Transaction Processing

  1. [based on Ramakrishnan, ex.17.1]
    Give a brief definition for each of the following terms:

    1. transaction
    2. serializable schedule
    3. conflict-serializable schedule
    4. view-serializable schedule

    Answer:

    1. transaction

      An execution of a user program that performs some action that is treated as atomic according to the semantics of some database application. The DBMS sees the transaction as a sequence of actions that can include read and write operations on the database, as well as computations.

    2. serializable schedule

      A schedule over a set of transactions that produces a result that is the same as some serial execution of the transactions.

    3. conflict-serializable schedule

      A schedule is conflict-serializable if it is conflict-equivalent to some serial schedule. Two schedules are conflict-equivalent if they involve the same set of actions and they order every pair of conflicting actions in the same way.

    4. view-serializable schedule

      A schedule is view-serializable if it is view-equivalent to some serial schedule.
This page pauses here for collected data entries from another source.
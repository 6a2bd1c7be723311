// SPDX-License-Identifier: Apache-2.0
// Copyright (c) 2025 Polyframe Inc.

//! Object relation loading and deterministic image selection

use crate::error::{EvalError, Result};
use serde::{Deserialize, Serialize};
use std::collections::BTreeMap;
use std::path::{Path, PathBuf};
use walkdir::WalkDir;

/// Ground truth and image directory of one object
#[derive(Debug, Clone, PartialEq, Eq, Serialize, Deserialize)]
pub struct ObjectEntry {
    pub point_cloud: PathBuf,
    pub images: PathBuf,
}

#[derive(Debug, Deserialize)]
struct RawEntry {
    point_cloud: Option<PathBuf>,
    images: Option<PathBuf>,
}

/// group name → object id → entry
#[derive(Debug, Clone, Default, PartialEq, Eq, Serialize, Deserialize)]
#[serde(transparent)]
pub struct ObjectRelations {
    groups: BTreeMap<String, BTreeMap<String, ObjectEntry>>,
}

impl ObjectRelations {
    pub fn new() -> Self {
        Self::default()
    }

    /// Load the relation file; entries missing a field are skipped
    pub fn load(path: &Path) -> Result<Self> {
        let file = std::fs::File::open(path).map_err(|e| EvalError::io(path, e))?;
        let raw: BTreeMap<String, BTreeMap<String, RawEntry>> =
            serde_json::from_reader(std::io::BufReader::new(file))
                .map_err(|e| EvalError::json(path, e))?;

        let mut relations = Self::new();
        for (group, objects) in raw {
            for (object_id, entry) in objects {
                match (entry.point_cloud, entry.images) {
                    (Some(point_cloud), Some(images)) => relations.insert(
                        group.clone(),
                        object_id,
                        ObjectEntry {
                            point_cloud,
                            images,
                        },
                    ),
                    _ => log::warn!("missing fields for {}/{}, skipping", group, object_id),
                }
            }
        }
        Ok(relations)
    }

    pub fn insert(&mut self, group: impl Into<String>, object_id: impl Into<String>, entry: ObjectEntry) {
        self.groups
            .entry(group.into())
            .or_default()
            .insert(object_id.into(), entry);
    }

    pub fn get(&self, group: &str, object_id: &str) -> Option<&ObjectEntry> {
        self.groups.get(group)?.get(object_id)
    }

    /// Groups with their objects, both in sorted order
    pub fn groups(&self) -> impl Iterator<Item = (&str, &BTreeMap<String, ObjectEntry>)> {
        self.groups.iter().map(|(g, objects)| (g.as_str(), objects))
    }

    pub fn object_count(&self) -> usize {
        self.groups.values().map(BTreeMap::len).sum()
    }
}

/// First `count` `.png` files directly inside `dir`, sorted by file name
pub fn select_images(dir: &Path, count: usize) -> Result<Vec<PathBuf>> {
    let mut images = Vec::new();
    for entry in WalkDir::new(dir).min_depth(1).max_depth(1) {
        let entry = entry.map_err(|e| EvalError::io(dir, e.into()))?;
        let path = entry.path();
        let is_png = path
            .extension()
            .is_some_and(|ext| ext.eq_ignore_ascii_case("png"));
        if entry.file_type().is_file() && is_png {
            images.push(path.to_path_buf());
        }
    }

    images.sort_by(|a, b| a.file_name().cmp(&b.file_name()));
    images.truncate(count);
    Ok(images)
}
Two schedules are view-equivalent if they satisfy:

      • the initial value of any object is read by the same transaction in both schedules, and
      • the final value of any object is written by the same transaction in both schedules, and
      • any shared object is written-then-read by the same pair of transactions in both schedules.
  2. Draw the precedence graph for the following schedule (where C means "commit"):

    T1:      R(A) W(Z)                C
    T2:                R(B) W(Y)        C
    T3: W(A)                     W(B)     C
    

    Answer:

    It has an edge from T3 to T1 (because of A) and an edge from T2 to T3 because of B.

    This gives: T2 --> T3 --> T1

  3. [based on Ramakrishnan, ex.17.2]
    Consider the following incomplete schedule S:

    T1: R(X) R(Y) W(X)           W(X)
    T2:                R(Y)           R(Y)
    T3:                     W(Y)
    

    1. Determine (by using a precedence graph) whether the schedule is conflict-serializable

    2. Modify S to create a complete schedule that is conflict-serializable

    Answer:

    1. Determine (by using a precedence graph) whether the schedule is serializable

      The precedence graph has an edge, from T1 to T3, because of the conflict between T1:R(Y) and T3:W(Y). It also has an edge, from T2 to T3, because of the conflict between the first T2:R(Y) and T3:W(Y). It also has an edge, from T3 to T2, because of the conflict between T3:W(Y) and the second T2:R(Y). There is a cycle, so it is not conflict-serializable.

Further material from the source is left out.